Of course, with the Steelers’ identity undergoing a makeover, there won’t be room to accommodate everyone on this journey. Based now on seven weeks of evidence, it appears unlikely that Martavis Bryant and Vance McDonald will figure prominently in the Steelers’ offensive plans moving forward.
Bryant hardly looks like the same player today who captivated Pittsburgh’s fan base two seasons ago. But perhaps this has less to do with any dropoff in Bryant’s skills than it does with a changing Steelers’ offensive scheme no longer reliant principally on the deep pass. It’s possible that the Steelers’ offense, in its current form, simply has less need for Bryant’s particular skill set. But these points might be moot after the rumor that Bryant wants to be traded was confirmed.
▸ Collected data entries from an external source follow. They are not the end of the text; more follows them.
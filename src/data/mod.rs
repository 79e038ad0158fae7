// mod.rs - Input data module

pub mod sequence;

// Re-export main types for convenience
pub use sequence::{TargetSequence, STDIN_PATH};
As for McDonald, there’s not a particularly huge market for tight ends who aren’t reliable, clutch receivers. While McDonald might be the most athletic of the team’s current tight ends, there was a sharp contrast between the touchdown pass he dropped in Sunday’s game and the way Xavier Grimble subsequently snagged a bullet from Roethlisberger in heavy traffic. With the emergence of Smith-Schuster and another NFL Draft opportunity on tap in 2018, don’t be too surprised if neither of these players are found on the Steelers’ roster next season. Bryant had only one reception for three yards on Sunday, while McDonald contributed two receptions for 37 yards, largely overshadowed by his drop in the end-zone.
Arrow pointing up
In 2016, the Steelers got progressively better as the season wore on, putting together an impressive drive during the second half of their regular-season schedule and into the playoffs. Based on their past-two weeks of play, it looks like the team might be starting to do the same thing again. Hopefully, the main difference this season will be that Pittsburgh’s offense and defense will continue growing together into dominant units. If the Steelers’ defense continues its smash-mouth ways, while the offense continues improving by the week, this might be a very dangerous group when playoff time rolls around.
With the New England Patriots apparently resuming their own dominant ways on Sunday night—dusting the Atlanta Falcons 23-7 at Gillette Stadium in a Super Bowl rematch—everyone knows where this thing is heading. And assuming that Pittsburgh’s recent impressive growth continues in the weeks ahead, Steelers Nation can look forward to a playoff team significantly more solid on both sides of the ball than the one that failed just one step short of another Super Bowl appearance last January.